Contagia
Criei a Viral porque sentia necessidade de construir algo que espelhasse quem sou e ao mesmo tempo que pudesse tocar os outros.
Mostrar que é possível criar beleza a partir do que foi esquecido. Que não precisamos de imitar alguém para brilhar pois a nossa maior força reside, muitas vezes, na nossa vulnerabilidade.
A Viral é exatamente isso: uma beleza singular, viva e contagiante
As raízes
Chamo-me Dalida.
Os meus pais, ambos portugueses, emigraram muito jovens para escapar ao regime austero da época. Encontraram em França uma terra de esperança, mas também de sacrifício.
Cresci entre duas culturas, sem nunca sentir que pertencia verdadeiramente a uma delas.
Até ao dia em que decidi regressar a Portugal, definitivamente. Foi nesse reencontro com as minhas origens que finalmente percebi quem era.
Hoje, partilho esse legado com os meus filhos, que me acompanham nesta aventura. A Viral tornou-se o nosso referencial. Juntos damos nova vida à matéria, sempre com respeito pela sua essência.
É uma transmissão contínua, um elo entre a minha história, a deles e a de todos os que criam connosco..
O Couro vintage, o nosso elemento
Sempre adorei procurar peças antigas. Faz-me lembrar a minha infância, o cheiro tão peculiar dessas roupas de outros tempos, que conservamos e que ficaram guardadas nas nossas memórias.

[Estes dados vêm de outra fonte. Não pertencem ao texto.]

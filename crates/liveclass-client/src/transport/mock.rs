//! In-memory [`SessionApi`] for tests.
//!
//! Mirrors the backend's observable behavior closely enough for the
//! orchestration layer: ids are issued on create, unknown sessions are
//! `NotFound`, and the archive endpoints report one item per seeded
//! recording.
//!
//! Two hooks exist for tests:
//!
//! - [`MockSessionApi::fail_next`] queues an error for the next call
//! - [`MockSessionApi::hold_loads`] lets `get_session` read its snapshot but
//!   withholds the response until [`MockSessionApi::release_loads`], which
//!   reproduces a slow full-session fetch racing a faster mutation

use super::SessionApi;
use crate::errors::ClientError;
use crate::models::{
    AddParticipantsRequest, CreateSessionRequest, InviteResponse, LocalDownloadResponse, Meeting,
    Participant, Recording, RecordingsListing, ScheduleMeetingRequest, Session,
    StoreRecordingsResponse, StreamUrlsResponse,
};
use chrono::DateTime;
use common::types::{MeetingId, ParticipantId, SessionId};
use std::collections::{HashMap, VecDeque};
use tokio::sync::{watch, Mutex};

/// 2025-01-01T00:00:00Z; mock creation times count up from here.
const MOCK_EPOCH_SECS: i64 = 1_735_689_600;

/// First provider-style meeting number issued by the mock.
const MOCK_MEETING_BASE: u64 = 85_000_000_000;

#[derive(Default)]
struct MockState {
    sessions: Vec<Session>,
    recordings: HashMap<SessionId, Vec<Recording>>,
    archived: HashMap<SessionId, Vec<String>>,
    next_id: u64,
    fail_next: VecDeque<ClientError>,
    calls: Vec<&'static str>,
}

impl MockState {
    /// Record a call and pop a queued failure, if any.
    fn record(&mut self, call: &'static str) -> Result<(), ClientError> {
        self.calls.push(call);
        match self.fail_next.pop_front() {
            Some(err) => Err(err),
            None => Ok(()),
        }
    }

    fn next_id(&mut self) -> u64 {
        self.next_id += 1;
        self.next_id
    }

    fn session_mut(&mut self, session_id: &SessionId) -> Result<&mut Session, ClientError> {
        self.sessions
            .iter_mut()
            .find(|s| &s.id == session_id)
            .ok_or_else(session_not_found)
    }

    fn session(&self, session_id: &SessionId) -> Result<&Session, ClientError> {
        self.sessions
            .iter()
            .find(|s| &s.id == session_id)
            .ok_or_else(session_not_found)
    }

    fn seeded(&self, session_id: &SessionId) -> Vec<Recording> {
        self.recordings.get(session_id).cloned().unwrap_or_default()
    }
}

fn session_not_found() -> ClientError {
    ClientError::NotFound("Session not found".to_string())
}

fn mock_timestamp(offset_secs: u64) -> String {
    let secs = MOCK_EPOCH_SECS.saturating_add(i64::try_from(offset_secs).unwrap_or(i64::MAX));
    DateTime::from_timestamp(secs, 0)
        .map(|dt| dt.naive_utc().format("%Y-%m-%dT%H:%M:%S").to_string())
        .unwrap_or_default()
}

fn archive_name(recording: &Recording) -> String {
    let file_id = recording.file_id.as_deref().unwrap_or("unknown");
    format!("{}/{}.{}", recording.meeting_id, file_id, recording.extension())
}

/// In-memory backend.
pub struct MockSessionApi {
    state: Mutex<MockState>,
    /// `true` while `get_session` responses may be delivered.
    gate: watch::Sender<bool>,
    /// Number of `get_session` calls currently withheld.
    held: watch::Sender<usize>,
}

impl Default for MockSessionApi {
    fn default() -> Self {
        Self::new()
    }
}

impl MockSessionApi {
    /// Create an empty backend.
    pub fn new() -> Self {
        let (gate, _) = watch::channel(true);
        let (held, _) = watch::channel(0);
        Self {
            state: Mutex::new(MockState::default()),
            gate,
            held,
        }
    }

    /// Insert a session as if it had been created earlier.
    pub async fn insert_session(&self, session: Session) {
        let mut state = self.state.lock().await;
        state.sessions.retain(|s| s.id != session.id);
        state.sessions.push(session);
    }

    /// Provider recordings the backend will report for a session.
    pub async fn seed_recordings(&self, session_id: &SessionId, recordings: Vec<Recording>) {
        self.state
            .lock()
            .await
            .recordings
            .insert(session_id.clone(), recordings);
    }

    /// Fail the next call with `error`. Calls queue up in order.
    pub async fn fail_next(&self, error: ClientError) {
        self.state.lock().await.fail_next.push_back(error);
    }

    /// Names of the calls received so far, in order.
    pub async fn calls(&self) -> Vec<&'static str> {
        self.state.lock().await.calls.clone()
    }

    /// Number of calls received so far.
    pub async fn call_count(&self) -> usize {
        self.state.lock().await.calls.len()
    }

    /// Withhold `get_session` responses until [`Self::release_loads`].
    pub fn hold_loads(&self) {
        self.gate.send_replace(false);
    }

    /// Deliver every withheld `get_session` response.
    pub fn release_loads(&self) {
        self.gate.send_replace(true);
    }

    /// Wait until at least `count` `get_session` calls are being withheld.
    pub async fn wait_for_held_loads(&self, count: usize) {
        let mut rx = self.held.subscribe();
        // The sender lives in `self`, so the channel cannot close here.
        let _ = rx.wait_for(|held| *held >= count).await;
    }

    async fn wait_for_gate(&self) {
        if *self.gate.borrow() {
            return;
        }
        self.held.send_modify(|held| *held += 1);
        let mut rx = self.gate.subscribe();
        let _ = rx.wait_for(|open| *open).await;
        self.held.send_modify(|held| *held = held.saturating_sub(1));
    }
}

#[async_trait::async_trait]
impl SessionApi for MockSessionApi {
    async fn list_sessions(&self) -> Result<Vec<Session>, ClientError> {
        let mut state = self.state.lock().await;
        state.record("list_sessions")?;
        Ok(state
            .sessions
            .iter()
            .map(|s| Session {
                participants: Vec::new(),
                meetings: Vec::new(),
                ..s.clone()
            })
            .collect())
    }

    async fn get_session(&self, session_id: &SessionId) -> Result<Session, ClientError> {
        let snapshot = {
            let mut state = self.state.lock().await;
            state.record("get_session")?;
            state.session(session_id).cloned()
        };
        self.wait_for_gate().await;
        snapshot
    }

    async fn create_session(
        &self,
        request: &CreateSessionRequest,
    ) -> Result<Session, ClientError> {
        let mut state = self.state.lock().await;
        state.record("create_session")?;
        let n = state.next_id();
        let session = Session {
            id: SessionId::new(format!("session-{n}")),
            title: request.title.clone(),
            description: request.description.clone(),
            created_at: mock_timestamp(n),
            participants: Vec::new(),
            meetings: Vec::new(),
        };
        state.sessions.push(session.clone());
        Ok(session)
    }

    async fn delete_session(&self, session_id: &SessionId) -> Result<(), ClientError> {
        let mut state = self.state.lock().await;
        state.record("delete_session")?;
        state.session(session_id)?;
        state.sessions.retain(|s| &s.id != session_id);
        state.recordings.remove(session_id);
        state.archived.remove(session_id);
        Ok(())
    }

    async fn add_participants(
        &self,
        session_id: &SessionId,
        request: &AddParticipantsRequest,
    ) -> Result<Vec<Participant>, ClientError> {
        let mut state = self.state.lock().await;
        state.record("add_participants")?;
        state.session(session_id)?;

        let mut created = Vec::with_capacity(request.emails.len());
        for email in &request.emails {
            let n = state.next_id();
            created.push(Participant {
                id: ParticipantId::new(format!("participant-{n}")),
                email: email.clone(),
                role: request.role,
            });
        }
        state
            .session_mut(session_id)?
            .participants
            .extend(created.iter().cloned());
        Ok(created)
    }

    async fn remove_participant(
        &self,
        session_id: &SessionId,
        participant_id: &ParticipantId,
    ) -> Result<(), ClientError> {
        let mut state = self.state.lock().await;
        state.record("remove_participant")?;
        let session = state.session_mut(session_id)?;
        let before = session.participants.len();
        session.participants.retain(|p| &p.id != participant_id);
        if session.participants.len() == before {
            return Err(ClientError::NotFound("Participant not found".to_string()));
        }
        Ok(())
    }

    async fn send_invites(&self, session_id: &SessionId) -> Result<InviteResponse, ClientError> {
        let mut state = self.state.lock().await;
        state.record("send_invites")?;
        let count = state.session(session_id)?.participants.len();
        Ok(InviteResponse {
            detail: format!("Invitations sent to {count} participants"),
        })
    }

    async fn create_meeting(
        &self,
        session_id: &SessionId,
        request: &ScheduleMeetingRequest,
    ) -> Result<Meeting, ClientError> {
        let mut state = self.state.lock().await;
        state.record("create_meeting")?;
        state.session(session_id)?;
        let n = state.next_id();
        let number = MOCK_MEETING_BASE + n;
        let meeting = Meeting {
            id: MeetingId::new(number.to_string()),
            join_url: format!("https://zoom.example/j/{number}?v={n}"),
            scheduled_for: request.scheduled_for.clone(),
        };
        state.session_mut(session_id)?.meetings.push(meeting.clone());
        Ok(meeting)
    }

    async fn update_meeting(
        &self,
        session_id: &SessionId,
        meeting_id: &MeetingId,
        request: &ScheduleMeetingRequest,
    ) -> Result<Meeting, ClientError> {
        let mut state = self.state.lock().await;
        state.record("update_meeting")?;
        let n = state.next_id();
        let meeting = state
            .session_mut(session_id)?
            .meetings
            .iter_mut()
            .find(|m| &m.id == meeting_id)
            .ok_or_else(|| ClientError::NotFound("Meeting not found".to_string()))?;
        meeting.scheduled_for = request.scheduled_for.clone();
        meeting.join_url = format!("https://zoom.example/j/{meeting_id}?v={n}");
        Ok(meeting.clone())
    }

    async fn list_meetings(&self, session_id: &SessionId) -> Result<Vec<Meeting>, ClientError> {
        let mut state = self.state.lock().await;
        state.record("list_meetings")?;
        Ok(state.session(session_id)?.meetings.clone())
    }

    async fn list_recordings(
        &self,
        session_id: &SessionId,
    ) -> Result<RecordingsListing, ClientError> {
        let mut state = self.state.lock().await;
        state.record("list_recordings")?;
        state.session(session_id)?;
        let recordings = state
            .seeded(session_id)
            .into_iter()
            .map(|r| Recording {
                download_url: Some(format!(
                    "https://zoom.example/rec/download/{}",
                    r.file_id.as_deref().unwrap_or("unknown")
                )),
                stream_url: None,
                ..r
            })
            .collect();
        Ok(RecordingsListing {
            recordings,
            archived_blobs: state.archived.get(session_id).cloned().unwrap_or_default(),
        })
    }

    async fn stream_urls(
        &self,
        session_id: &SessionId,
    ) -> Result<StreamUrlsResponse, ClientError> {
        let mut state = self.state.lock().await;
        state.record("stream_urls")?;
        state.session(session_id)?;
        let recordings_with_streams = state
            .seeded(session_id)
            .into_iter()
            .map(|r| Recording {
                stream_url: Some(format!(
                    "https://stream.example/{session_id}/{}?expires=3600",
                    archive_name(&r)
                )),
                download_url: None,
                ..r
            })
            .collect();
        Ok(StreamUrlsResponse {
            recordings_with_streams,
        })
    }

    async fn store_recordings(
        &self,
        session_id: &SessionId,
    ) -> Result<StoreRecordingsResponse, ClientError> {
        let mut state = self.state.lock().await;
        state.record("store_recordings")?;
        state.session(session_id)?;

        let mut stored = Vec::new();
        let mut blobs = Vec::new();
        for recording in state.seeded(session_id) {
            let blob_path = format!("{session_id}/{}", archive_name(&recording));
            stored.push(serde_json::json!({
                "meeting_id": recording.meeting_id,
                "file_id": recording.file_id,
                "blob_path": blob_path,
                "file_size": 0,
            }));
            blobs.push(blob_path);
        }
        state
            .archived
            .entry(session_id.clone())
            .or_default()
            .extend(blobs);
        Ok(StoreRecordingsResponse { stored })
    }

    async fn download_recordings_local(
        &self,
        session_id: &SessionId,
    ) -> Result<LocalDownloadResponse, ClientError> {
        let mut state = self.state.lock().await;
        state.record("download_recordings_local")?;
        state.session(session_id)?;
        let downloaded_files = state
            .seeded(session_id)
            .iter()
            .map(|r| {
                serde_json::Value::String(format!("recordings/{session_id}/{}", archive_name(r)))
            })
            .collect();
        Ok(LocalDownloadResponse { downloaded_files })
    }
}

Peças por vezes intactas, atravessadas por décadas, que me despertam recordações tão bonitas como os meus vestidos que a minha mãe guardava cuidadosamente para os meus filhos.
Foi aí que nasceu a minha obsessão pelo vintage.
Se na roupa encontrava facilmente aquilo de que gostava, nos acessórios era diferente: pouca escolha, pouca identidade e, demasiadas vezes, pouca qualidade. Porque uma mala não se vende, ela transmite-se.
Então decidi criar aquilo que sentia faltar: peças exclusivas, concebidas a partir de couro re aproveitado, pensadas para integrar a sua história e acompanhá-lo/a ao longo do tempo.
Mãos que sabem
Agora que conhece a minha história e aquilo que moldou a minha infância, compreenderá porque nunca poderia produzir fora de Portugal.
O processo repete-se sempre da mesma forma.
Primeiro, seleciono pessoalmente as peles com o meu fornecedor, este é, sem dúvida, o momento de que mais gosto. É aí que deixo a imaginação fluir e começo a visualizar cada criação.
Depois, sigo para o atelier, onde tudo ganha forma pelas mãos de quem sabe. Ali, afinamos cada detalhe em conjunto. Que peças vamos desenvolver? Quantas poderão nascer de cada pele? Quais os metais mais adequados vamos associar?
Trabalhamos em equipa, com confiança e transparência. Acompanho cada etapa das minhas criações e ajusto cada detalhe sempre que necessário, na prática, tudo acontece num raio de 60 km da minha casa.
Porque o verdadeiro luxo é conceder tempo às coisas.
Uma mala feita para durar uma vida inteira nunca pode nascer da urgência.
Se fosse preciso uma razão
Poderia encontrar mil e uma... Mas prefiro dizer-lhe, como Blaise Pascal escreveu: “O coração tem razões que a própria razão desconhece.”
A Viral é um grito. O meu, e talvez também o de tantos que vivem hoje a sua própria busca de identidade.
Quantos gostariam de descobrir quem são verdadeiramente e de finalmente se aceitarem e confiarem em si próprios?
Através das minhas criações quero apenas oferecer-lhe uma permissão: a de ser exatamente quem é. Sem comparação, sem necessidade de provar nada, apenas você, plenamente legítimo.
Independentemente da sua história, a Viral celebra aquilo que o torna único.